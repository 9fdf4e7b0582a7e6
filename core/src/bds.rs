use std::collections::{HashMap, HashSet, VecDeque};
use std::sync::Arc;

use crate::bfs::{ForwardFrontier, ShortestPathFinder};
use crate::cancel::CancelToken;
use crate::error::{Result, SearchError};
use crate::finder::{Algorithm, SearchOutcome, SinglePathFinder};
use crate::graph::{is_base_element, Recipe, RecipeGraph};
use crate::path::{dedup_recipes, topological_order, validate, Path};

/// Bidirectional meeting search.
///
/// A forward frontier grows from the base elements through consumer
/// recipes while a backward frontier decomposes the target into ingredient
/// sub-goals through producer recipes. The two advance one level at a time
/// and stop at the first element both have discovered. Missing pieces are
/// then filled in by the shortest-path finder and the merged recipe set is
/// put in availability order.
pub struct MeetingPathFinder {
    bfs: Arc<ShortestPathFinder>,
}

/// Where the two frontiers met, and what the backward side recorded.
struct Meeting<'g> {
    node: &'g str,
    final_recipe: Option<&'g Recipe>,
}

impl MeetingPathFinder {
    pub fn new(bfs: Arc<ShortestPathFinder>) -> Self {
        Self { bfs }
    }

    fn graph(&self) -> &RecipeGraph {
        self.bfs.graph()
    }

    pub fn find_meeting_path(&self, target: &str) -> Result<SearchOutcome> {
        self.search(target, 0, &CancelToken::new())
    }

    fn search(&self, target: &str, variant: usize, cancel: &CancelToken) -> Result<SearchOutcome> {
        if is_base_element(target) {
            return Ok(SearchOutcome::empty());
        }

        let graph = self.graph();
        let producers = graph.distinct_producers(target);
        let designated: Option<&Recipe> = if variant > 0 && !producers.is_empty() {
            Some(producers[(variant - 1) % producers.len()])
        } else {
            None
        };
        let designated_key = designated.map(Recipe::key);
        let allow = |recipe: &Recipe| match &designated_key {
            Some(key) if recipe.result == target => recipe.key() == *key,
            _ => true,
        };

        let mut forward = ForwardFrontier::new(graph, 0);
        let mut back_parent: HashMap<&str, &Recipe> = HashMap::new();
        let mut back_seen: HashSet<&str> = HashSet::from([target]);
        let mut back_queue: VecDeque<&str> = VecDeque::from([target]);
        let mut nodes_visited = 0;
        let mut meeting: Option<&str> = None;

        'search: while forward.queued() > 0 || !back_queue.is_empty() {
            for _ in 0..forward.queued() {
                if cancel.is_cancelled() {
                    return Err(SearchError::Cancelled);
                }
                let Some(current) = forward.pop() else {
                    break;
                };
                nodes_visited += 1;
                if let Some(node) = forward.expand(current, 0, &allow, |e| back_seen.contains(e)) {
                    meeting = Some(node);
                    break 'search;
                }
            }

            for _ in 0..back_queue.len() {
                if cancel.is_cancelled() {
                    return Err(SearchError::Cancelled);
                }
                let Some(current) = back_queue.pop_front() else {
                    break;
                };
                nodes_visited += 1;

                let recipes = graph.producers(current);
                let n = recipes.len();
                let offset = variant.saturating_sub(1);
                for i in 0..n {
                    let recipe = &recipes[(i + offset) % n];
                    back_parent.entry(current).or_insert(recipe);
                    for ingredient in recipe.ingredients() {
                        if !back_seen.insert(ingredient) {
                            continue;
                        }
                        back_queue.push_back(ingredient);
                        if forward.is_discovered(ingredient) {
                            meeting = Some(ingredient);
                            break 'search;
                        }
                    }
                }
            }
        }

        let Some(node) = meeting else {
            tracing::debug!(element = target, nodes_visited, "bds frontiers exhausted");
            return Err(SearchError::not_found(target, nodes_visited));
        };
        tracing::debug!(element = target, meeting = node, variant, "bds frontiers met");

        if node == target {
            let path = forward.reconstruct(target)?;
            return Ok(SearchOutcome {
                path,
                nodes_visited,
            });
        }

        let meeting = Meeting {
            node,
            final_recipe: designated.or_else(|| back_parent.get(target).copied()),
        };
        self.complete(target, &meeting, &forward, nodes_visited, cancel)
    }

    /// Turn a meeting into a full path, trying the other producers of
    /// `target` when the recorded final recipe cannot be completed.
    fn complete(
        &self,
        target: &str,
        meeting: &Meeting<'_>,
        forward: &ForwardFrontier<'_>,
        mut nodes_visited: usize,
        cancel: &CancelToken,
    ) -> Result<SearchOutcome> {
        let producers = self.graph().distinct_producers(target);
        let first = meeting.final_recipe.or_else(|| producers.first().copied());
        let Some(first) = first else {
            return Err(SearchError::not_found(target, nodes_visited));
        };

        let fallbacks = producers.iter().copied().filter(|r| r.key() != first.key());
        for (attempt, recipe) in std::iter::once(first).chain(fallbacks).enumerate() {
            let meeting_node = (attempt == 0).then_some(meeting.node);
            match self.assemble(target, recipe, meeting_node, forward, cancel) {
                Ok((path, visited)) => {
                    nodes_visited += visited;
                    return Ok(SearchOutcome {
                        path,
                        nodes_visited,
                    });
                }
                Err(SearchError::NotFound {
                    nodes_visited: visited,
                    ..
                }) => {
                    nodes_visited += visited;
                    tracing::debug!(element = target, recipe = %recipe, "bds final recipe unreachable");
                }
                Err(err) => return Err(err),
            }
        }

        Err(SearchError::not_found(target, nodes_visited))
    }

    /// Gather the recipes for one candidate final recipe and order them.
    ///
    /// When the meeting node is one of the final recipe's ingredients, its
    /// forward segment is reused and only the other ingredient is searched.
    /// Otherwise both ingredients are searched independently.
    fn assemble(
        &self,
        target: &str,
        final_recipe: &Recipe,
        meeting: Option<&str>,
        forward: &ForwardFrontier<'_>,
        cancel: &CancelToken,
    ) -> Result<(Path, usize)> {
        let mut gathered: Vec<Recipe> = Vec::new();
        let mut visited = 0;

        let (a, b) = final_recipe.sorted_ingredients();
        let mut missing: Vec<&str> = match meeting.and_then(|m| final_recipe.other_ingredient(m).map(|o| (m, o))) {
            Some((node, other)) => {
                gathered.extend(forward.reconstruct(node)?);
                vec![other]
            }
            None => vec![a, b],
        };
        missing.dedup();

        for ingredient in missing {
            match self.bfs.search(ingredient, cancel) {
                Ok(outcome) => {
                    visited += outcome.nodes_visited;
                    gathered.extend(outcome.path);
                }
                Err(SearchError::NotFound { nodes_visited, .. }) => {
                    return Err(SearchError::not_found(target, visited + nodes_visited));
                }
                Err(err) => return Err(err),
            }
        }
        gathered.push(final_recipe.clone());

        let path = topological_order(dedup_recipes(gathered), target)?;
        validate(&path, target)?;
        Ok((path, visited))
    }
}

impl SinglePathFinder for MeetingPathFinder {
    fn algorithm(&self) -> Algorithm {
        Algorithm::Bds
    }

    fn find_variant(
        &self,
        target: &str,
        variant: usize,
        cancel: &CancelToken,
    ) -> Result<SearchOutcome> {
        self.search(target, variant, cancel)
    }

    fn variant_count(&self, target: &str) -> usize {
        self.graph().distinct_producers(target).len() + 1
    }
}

WHAT THE TASK ASKS >> Using the entries above, extract exactly the span from the line with "back_queue.push_back(ingredient);" to the line with "let meeting_node = (attempt", both lines included; leave out everything else.

EXERCISE RESULT >>
                        back_queue.push_back(ingredient);
                        if forward.is_discovered(ingredient) {
                            meeting = Some(ingredient);
                            break 'search;
                        }
                    }
                }
            }
        }

        let Some(node) = meeting else {
            tracing::debug!(element = target, nodes_visited, "bds frontiers exhausted");
            return Err(SearchError::not_found(target, nodes_visited));
        };
        tracing::debug!(element = target, meeting = node, variant, "bds frontiers met");

        if node == target {
            let path = forward.reconstruct(target)?;
            return Ok(SearchOutcome {
                path,
                nodes_visited,
            });
        }

        let meeting = Meeting {
            node,
            final_recipe: designated.or_else(|| back_parent.get(target).copied()),
        };
        self.complete(target, &meeting, &forward, nodes_visited, cancel)
    }

    /// Turn a meeting into a full path, trying the other producers of
    /// `target` when the recorded final recipe cannot be completed.
    fn complete(
        &self,
        target: &str,
        meeting: &Meeting<'_>,
        forward: &ForwardFrontier<'_>,
        mut nodes_visited: usize,
        cancel: &CancelToken,
    ) -> Result<SearchOutcome> {
        let producers = self.graph().distinct_producers(target);
        let first = meeting.final_recipe.or_else(|| producers.first().copied());
        let Some(first) = first else {
            return Err(SearchError::not_found(target, nodes_visited));
        };

        let fallbacks = producers.iter().copied().filter(|r| r.key() != first.key());
        for (attempt, recipe) in std::iter::once(first).chain(fallbacks).enumerate() {
            let meeting_node = (attempt == 0).then_some(meeting.node);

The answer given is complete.